Now, on the heels of a sunny spring long weekend, here we are: Phase 3, perhaps the toughest challenge yet.
"Like running on fumes" is how Spinks describes our current collective psyche.
"This last hill that we have to climb over is steep and hard," she said. "This will be a hard month. It will be unpredictable. It will be challenging. It will be exhausting."
Dip into that reserve
The rules seem to change by the day. Case numbers are rising toward unprecedented heights. Younger patients are being admitted to the ICU. We have nothing left in the tank.
"It will be hard just when everybody is depleted," Spinks said, explaining that "self-regulation requires energy." When we lack it, we're more likely to make poor decisions on Twitter, during Zoom calls and behind the wheel.
The good news is, most of us possess a secret fuel reserve.
"We will get through it and we will come to the other side and [say], 'I had no idea we were that strong. I had no idea I had that much courage. I had no idea that I had a secondary reserve tank."
That secret store of energy can be primed "through connections, through friendships, through routine, and through self-care," said Spinks.
"For those of us who have reached the end of our ropes, there will be people who will be there to give us a hand, and then we will turn around and give it to the next person and the next person and we will all get up over this hill."
The other shoe
"The biggest issue is that every time there's a little ray of hope, there seems to be a 'but,'" said Ottawa psychologist Maggie Mamen. "Everybody's waiting for the other shoe to fall.... The vaccines are coming, 'but.' We see the end in sight, 'but.' It takes away people's hope."
The hardest part with this is that there's no clear end. People keep moving the final ribbon. - Maggie Mamen, psychologist
Mamen compares it to her experiences cycling through hilly countryside. "You'd be going up a hill and there'd be a bend and you'd think, around that bend is going to be the summit.
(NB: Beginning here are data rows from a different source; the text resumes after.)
//! SQLite persistence for the alert dedup ledger.
//!
//! One row per (agent, kind), overwritten in place. Episode *closing* lives
//! in the heartbeat transaction (`Storage::apply_heartbeat`); everything else
//! about the ledger is here.

use chrono::{DateTime, Utc};
use sqlx::SqlitePool;

use crate::error::MonitorError;
use crate::registry::model::{AlertKind, AlertRecordRow};

pub async fn get_record(
    pool: &SqlitePool,
    agent_name: &str,
    kind: AlertKind,
) -> Result<Option<AlertRecordRow>, MonitorError> {
    Ok(
        sqlx::query_as("SELECT * FROM alert_records WHERE agent_name = ? AND kind = ?")
            .bind(agent_name)
            .bind(kind.as_str())
            .fetch_optional(pool)
            .await?,
    )
}

/// Open a fresh episode for (agent, kind) and return its occurrence number.
///
/// First episode ever starts at 1; reopening after a close continues the
/// monotonic count. `last_sent_at` resets to NULL so the first successful
/// send within the episode stamps it.
pub async fn open_episode(
    pool: &SqlitePool,
    agent_name: &str,
    kind: AlertKind,
) -> Result<i64, MonitorError> {
    sqlx::query(
        "INSERT INTO alert_records (agent_name, kind, occurrence, open, last_sent_at)
         VALUES (?, ?, 1, 1, NULL)
         ON CONFLICT(agent_name, kind) DO UPDATE SET
           occurrence = alert_records.occurrence + 1,
           open = 1,
           last_sent_at = NULL",
    )
    .bind(agent_name)
    .bind(kind.as_str())
    .execute(pool)
    .await?;

    let row: (i64,) =
        sqlx::query_as("SELECT occurrence FROM alert_records WHERE agent_name = ? AND kind = ?")
            .bind(agent_name)
            .bind(kind.as_str())
            .fetch_one(pool)
            .await?;
    Ok(row.0)
}

/// Stamp a successful send. Never called on notifier failure — the NULL (or
/// stale) `last_sent_at` is what makes the next evaluation retry.
pub async fn mark_sent(
    pool: &SqlitePool,
    agent_name: &str,
    kind: AlertKind,
    sent_at: DateTime<Utc>,
) -> Result<(), MonitorError> {
    sqlx::query("UPDATE alert_records SET last_sent_at = ? WHERE agent_name = ? AND kind = ?")
        .bind(sent_at.to_rfc3339())
        .bind(agent_name)
        .bind(kind.as_str())
        .execute(pool)
        .await?;
    Ok(())
}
Then you go around the bend and there's another uphill. And then around the bend, another uphill."
Or imagine you're in the final few kilometres of a marathon when suddenly, race officials tack on an extra leg, but don't tell you how far.
"The hardest part with this is that there's no clear end. People keep moving the final ribbon. You think you're on the final stretch and you're not," said Mamen. "That's morale-busting. That really is draining people's strength."
Mamen, who specializes in helping parents understand their children's behaviour and emotions, said adults have an enormous role to play in helping young people over this hump.
"I hope that parents recognize that they are very powerful in their children's lives. They're powerful to create hope. They're powerful to help manage the anxiety."